Purpose: To describe the use of a prototype hyperspectral retinal camera (HRC) for detecting changes in the blood oxygen saturation of retinal arterioles and venules using manual retinal reflectance intensity measurements.

Methods: Eleven (8 male and 3 female) healthy, non-smoking, volunteers participated in the study. Following pupillary dilation, three repeated sets of retinal images were captured at 10 nm intervals between 500 and 700 nm, and for the wavelength pair 586nm and 610nm, using a newly developed HRC (Photon HR Camera, Optina^TM, QC, Canada). Images were taken at baseline end-tidal oxygen partial pressure (P_ETO₂) and hypoxia (P_ETO₂, 50mmHg). The P_ETO₂ was regulated using a computer controlled end-tidal targeting device (RespirAct^TM, Thornhill Inc., Toronto, ON, Canada) connected to a sequential re-breathing circuit.

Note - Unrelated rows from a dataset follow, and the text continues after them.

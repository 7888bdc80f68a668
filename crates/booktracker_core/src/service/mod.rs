//! Core use-case services.
//!
//! # Responsibility
//! - Turn record-store primitives into atomic catalog operations.
//! - Keep boundary layers (API envelopes, CLI) free of storage details.

pub mod book_service;
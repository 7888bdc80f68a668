//! Connection bootstrap for the catalog database.
//!
//! # Invariants
//! - Returned connections have `foreign_keys=ON`.
//! - Returned connections are at `migrations::latest_version()`.

use super::migrations::apply_migrations;
use super::DbResult;
use log::{error, info};
use rusqlite::Connection;
use std::path::Path;
use std::time::{Duration, Instant};

const BUSY_TIMEOUT: Duration = Duration::from_secs(5);

/// Opens (or creates) a catalog database file and brings its schema up to date.
///
/// Emits `db_open` events with mode, duration and status.
pub fn open_db(path: impl AsRef<Path>) -> DbResult<Connection> {
    open_with("file", || Connection::open(path))
}

/// Opens a private in-memory catalog with the latest schema.
///
/// Used by tests and throwaway tooling; contents vanish with the connection.
pub fn open_db_in_memory() -> DbResult<Connection> {
    open_with("memory", Connection::open_in_memory)
}

fn open_with(
    mode: &'static str,
    connect: impl FnOnce() -> rusqlite::Result<Connection>,
) -> DbResult<Connection> {
    let started_at = Instant::now();
    info!("event=db_open module=db status=start mode={mode}");

    let mut conn = connect().map_err(|err| {
        error!(
            "event=db_open module=db status=error mode={mode} duration_ms={} error_code=db_open_failed error={err}",
            started_at.elapsed().as_millis()
        );
        err
    })?;

    match bootstrap_connection(&mut conn) {
        Ok(applied) => {
            info!(
                "event=db_open module=db status=ok mode={mode} duration_ms={} migrations_applied={applied}",
                started_at.elapsed().as_millis()
            );
            Ok(conn)
        }
        Err(err) => {
            error!(
                "event=db_open module=db status=error mode={mode} duration_ms={} error_code=db_bootstrap_failed error={err}",
                started_at.elapsed().as_millis()
            );
            Err(err)
        }
    }
}

fn bootstrap_connection(conn: &mut Connection) -> DbResult<usize> {
    conn.execute_batch("PRAGMA foreign_keys = ON;")?;
    conn.busy_timeout(BUSY_TIMEOUT)?;
    apply_migrations(conn)
}
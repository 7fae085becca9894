use chrono::{DateTime, TimeZone};


// "very happy" -> "very%20happy"
pub fn encode_path_segment(segment: &str) -> String {
    urlencoding::encode(segment).into_owned()
}

// 2024-10-13 09:30:00 +09:00
pub fn format_last_updated<Tz>(date_time: &DateTime<Tz>) -> String
where
    Tz: TimeZone,
    Tz::Offset: std::fmt::Display,
{
    date_time.format("%Y-%m-%d %H:%M:%S %:z").to_string()
}
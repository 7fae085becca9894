pub mod common_structs;
pub mod mood_service;
pub mod offline_service;
pub mod suggestion_service;

use reqwest::header::{HeaderMap, HeaderValue, ACCEPT, CONTENT_TYPE};
use reqwest::Client;
use serde::de::DeserializeOwned;
use serde_json::Value;
use tracing::debug;

use crate::config::SnapConfig;
use crate::error::{Api, ConfigError, FetchError};


#[derive(Debug, Clone)]
pub struct CommonService {
    pub mood: mood_service::MoodService,
    pub suggestion: suggestion_service::SuggestionService,
    pub offline: offline_service::OfflineService,
}

impl CommonService {
    pub fn new(config: &SnapConfig) -> Result<Self, ConfigError> {
        Self::with_client(config, Client::new())
    }

    pub fn with_client(config: &SnapConfig, client: Client) -> Result<Self, ConfigError> {
        let api_client = ApiClient::new(client);

        Ok(Self {
            mood: mood_service::MoodService::new(&api_client, &config.mood_endpoint),
            suggestion: suggestion_service::SuggestionService::new(&api_client, &config.suggestion_endpoint),
            offline: offline_service::OfflineService::new(config)?,
        })
    }
}


/// Shared JSON GET plumbing for both remote endpoints.
#[derive(Debug, Clone)]
pub struct ApiClient {
    client: Client,
    headers: HeaderMap,
}

impl ApiClient {
    pub fn new(client: Client) -> Self {
        let mut headers = HeaderMap::new();
        headers.insert(ACCEPT, HeaderValue::from_static("application/json"));
        headers.insert(CONTENT_TYPE, HeaderValue::from_static("application/json"));

        Self { client, headers }
    }

    /// GETs `url` and decodes the body as `T`.
    ///
    /// The HTTP status is checked before the body is read, so an error page
    /// from a proxy is reported as `Http`, not `Decode`.
    pub async fn get_json<T: DeserializeOwned>(&self, api: Api, url: &str) -> Result<T, FetchError> {
        debug!(%url, "Fetching {} from {}", api, url);
        let response = self.client
            .get(url)
            .headers(self.headers.clone())
            .send()
            .await
            .map_err(|source| FetchError::Transport { api, source })?;

        let status = response.status();
        if !status.is_success() {
            return Err(FetchError::http(api, status));
        }

        let body_string = response.text().await.map_err(|source| FetchError::Transport { api, source })?;
        debug!(response_body = %body_string, "{} API response", api);
        let body = serde_json::from_str::<Value>(&body_string).map_err(|source| FetchError::Decode { api, source })?;
        decode_envelope(api, body)
    }
}

// Derived struct decoding would also fill fields from an array by position.
pub(crate) fn decode_envelope<T: DeserializeOwned>(api: Api, body: Value) -> Result<T, FetchError> {
    let found = match &body {
        Value::Object(_) => return serde_json::from_value::<T>(body).map_err(|source| FetchError::Decode { api, source }),
        Value::Array(_) => "an array",
        Value::String(_) => "a string",
        Value::Number(_) => "a number",
        Value::Bool(_) => "a boolean",
        Value::Null => "null",
    };
    Err(FetchError::NotAnObject { api, found })
}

Throughout the procedure, the arterial oxygenation was monitored by means of finger pulse oximetry (SPO₂). ImageJ^TM was then used to generate reflectance profiles of a first-degree retinal arteriole and a venule to determine: the minimum within vessel reflectance intensity, minimum within vessel reflectance intensity ratio of arterioles and venules, and the optical density (OD) of the vessel.

Results: As the mean SPO ₂ decreased from 98% +/- 1% (mean +/-SD i.e. normoxia) to 86% +/- 3% (i.e. hypoxia), mean arteriolar retinal oxygen saturation (SO₂) values, based on the wavelength pair 586nm and 610nm, also decreased significantly (96% +/- 12.6% to 85% +/- 13% p=0.003). The mean SO₂ across retinal venules also decreased from baseline to hypoxia; however, this difference was not statistically significant (56% +/- 12.4% to 50% +/- 15.9% ; p=0.493). When comparing hyperspectral retinal images at 500nm to 700nm between the two provocations, repeated-measures ANOVA showed statistically significant differences for: OD (p < 0.001), minimum within vessel reflectance intensity (p < 0.001), and minimum within vessel reflectance intensity ratio (p < 0.001), for both retinal arterioles and venules.

Conclusions: Retinal oximetry using this novel prototype HRC has the potential to detect changes in retinal vessel blood oxygen saturation. Automation of hyperspectral image analyses is likely to further improve its clinical applicability.